Now _our_ parents are older we would love to be closer. Would have helped
immensely with caring for the kids to have grandparents local too.

------
tomtomtomtomtom
We thought we would like Ibiza a lot, went there for a couple of weeks, turned
out we didn't. While there I spotted a book on tax paradises in a bookshop,
turns out there are a bunch of countries where you don't have to pay taxes
under certain circumstances, which means you double your income when you come
from europe. Made a short list, didn't like the top one, but really liked the
second one. Have been living in Curacao (a Caribbean island 40 miles off the
coast of Venezuela) for seven years and still enjoying it a lot!

------
sandworm101
Easy. I joined the military. Where i live is thier decision/responsability
now. (In reality we select a posting preference. I picked and got a posting
within 100 miles of my home town.)

------
jpablo
Where my wife's family is. There wasn't much question about it

------
K9DRDOh
Like most people here, it is purely an issue of momentum. I completed my
studies and got married in this city.

Where I live is ok, im used to it lots of family around .. but deep in side
somehow I feel stifled

------
pimterry
Barcelona (coming from the UK).

Reasonably cheap compared to other major European cities, great weather, close
to the outdoors & the ocean, very walkable & cycleable with lots of public
transport, good tech community, and amazing food, drink & lifestyle. My costs
have halved compared to London, with a far higher quality of life.

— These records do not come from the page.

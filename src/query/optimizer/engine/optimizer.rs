//! 基于代价的规划器
//!
//! `VolcanoPlanner` 在备忘录上穷举规则：
//! 1. 注册根节点，为每个新成员把根操作数能接受它的规则放入队列
//! 2. 反复出队，在当前备忘录上展开绑定并调用规则，规则提出的节点注册到匹配根所在的等价集
//! 3. 每次注册之后增量更新各子集的最优成员与代价
//! 4. 队列清空或预算耗尽后，从根子集沿最优指针提取计划
//!
//! 一个规划器实例就是一次规划会话，不在线程之间共享。

use std::cmp::Ordering;
use std::collections::hash_map::Entry;
use std::collections::{HashMap, HashSet, VecDeque};
use std::sync::Arc;
use std::time::{Duration, Instant};

use log::{debug, trace, warn};
use serde::Serialize;

use super::extract::extract;
use super::rule_queue::{RuleMatch, RuleQueue};
use crate::config::VolcanoConfig;
use crate::core::error::{PlanningError, PlanningResult};
use crate::query::optimizer::core::{
    Cost, CostFactory, CostModel, DefaultCostModel, TraitDefRegistry, TraitSet,
};
use crate::query::optimizer::pattern::{match_all, InputResolver};
use crate::query::optimizer::plan::{Memo, MemoEvents, MemberId, RowCountCache};
use crate::query::optimizer::rule_registry::RuleRegistry;
use crate::query::optimizer::rule_traits::{fire_rule, PlannerView};
use crate::query::planner::plan::{PlanNode, PlanRef, SetId};

/// 规划统计
#[derive(Debug, Clone, Copy, Default, PartialEq, Eq, Serialize)]
pub struct PlannerStats {
    /// 规则队列出队次数
    pub queue_pops: usize,
    /// 实际调用规则的次数
    pub rule_firings: usize,
    /// 新建成员的次数
    pub registrations: usize,
    pub merges: usize,
    pub members: usize,
    pub sets: usize,
}

/// 代价传播的工作表：同一成员只排队一次，"是否只因输入变好而入队"取合取
#[derive(Debug, Default)]
struct CostWork {
    queue: VecDeque<MemberId>,
    improved: HashMap<MemberId, bool>,
}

Only real downside is that local salaries aren't great, but if you're working
remotely that doesn't matter in the slightest.

------
KineticLensman
Relocated 30 years ago (from a Sorthern English city) because of work and then
fell in love with the new area (a Southern English coastal city). Now I have a
stupid 70 mile drive to work that I tolerate because I'm where I want to be
when I'm not working. I've since moved a bit within the local area to get
closer to the countryside but am basically within a few miles of where I moved
to 30 years ago.

When I am working, I work remotely quite a lot.

------
how2chooseplace
Please excuse the throwaway account.

I realized a few years ago that the place where you live determines a lot of
what happens in your life:

The type of people you meet, the type of sports you can do, environments you
see, activities & events you can take part in, people you meet, cost of
living, tax, local wages, type of housing, what kind of foods you can eat,
what the weather is like, transportation systems, healthcare, internet
connectivity, what language you will speak, religious activities, exposure to
diseases, peacefulness / safety & stability ... and so on.

Human life also has a certain momentum to it that means you are quite likely
to stay in one place or nearby it for much of your life if you settle
intentionally or get stuck unintentionally. So it's a situation where if you
get it right at the start, you can be happy for quite a long time, and if you
get it wrong, you can be suffering for a long time. Finding somewhere just 1%
'nicer' can integrate well over the years.

I began by deliberately saving up a 'find a new home' fund for a couple of
years while working normally so that I could take some time to travel freely
and in a patient/relaxed way. I spent these years looking at multiple sources
of information:

\- International statistics & websites & thematic maps describing the basic
shape of many countries - quality of life, climate, culture / attitude of
people there, cost of living, tax, etc. Forums for immigrants, forums for
tourists, forums for locals. Newspaper articles. Anything I could find.

\- I made a shortlist of about 10-15 countries (occasionally adding/removing
new ideas over the years) and used a combination of VR streetviews and real
life 3-7 day trips to build an idea of the feeling of being in each country. I
made a point to avoid all tourism, keep costs low, and stick to exploring
widely on foot and visiting residential areas to get a taste of actual life as
an immigrant. I would ask locals where they would live in the town (and
country) if they had the freedom to choose, and why. I would ask immigrants
how they felt about being there and if they knew of any better places (towns
or countries). I kept a list of the top 5 towns or cities in each country that
might suit me best and would adjust my trip following advice from local people
as I travelled.

\- If I found I was having a nice time and felt happy somewhere, I would wait
a few weeks then go back for a second trip staying in my favourite town for
2-4 weeks, to see if I continued to like the place. This gave me a chance to
exclude 'sunny weather' effects, i.e. almost anywhere can seem nice on a sunny
day. Also it helped to overcome the novelty effect. New places are always fun,
for a while. It's useful to ask yourself if you still feel excited about the
idea of going back for another full month having just spent a week somewhere.

I won't say where I picked in the end, because the process is much more
important than a particular result - and because my needs & values &
preferences & language background will be different to anyone else's.

However, some places that might be interesting to begin your search with:
Netherlands, Estonia, Portugal, France, Bulgaria, Romania, Thailand, Japan,
Taiwan, New Zealand, Czech Republic, Sweden, Georgia.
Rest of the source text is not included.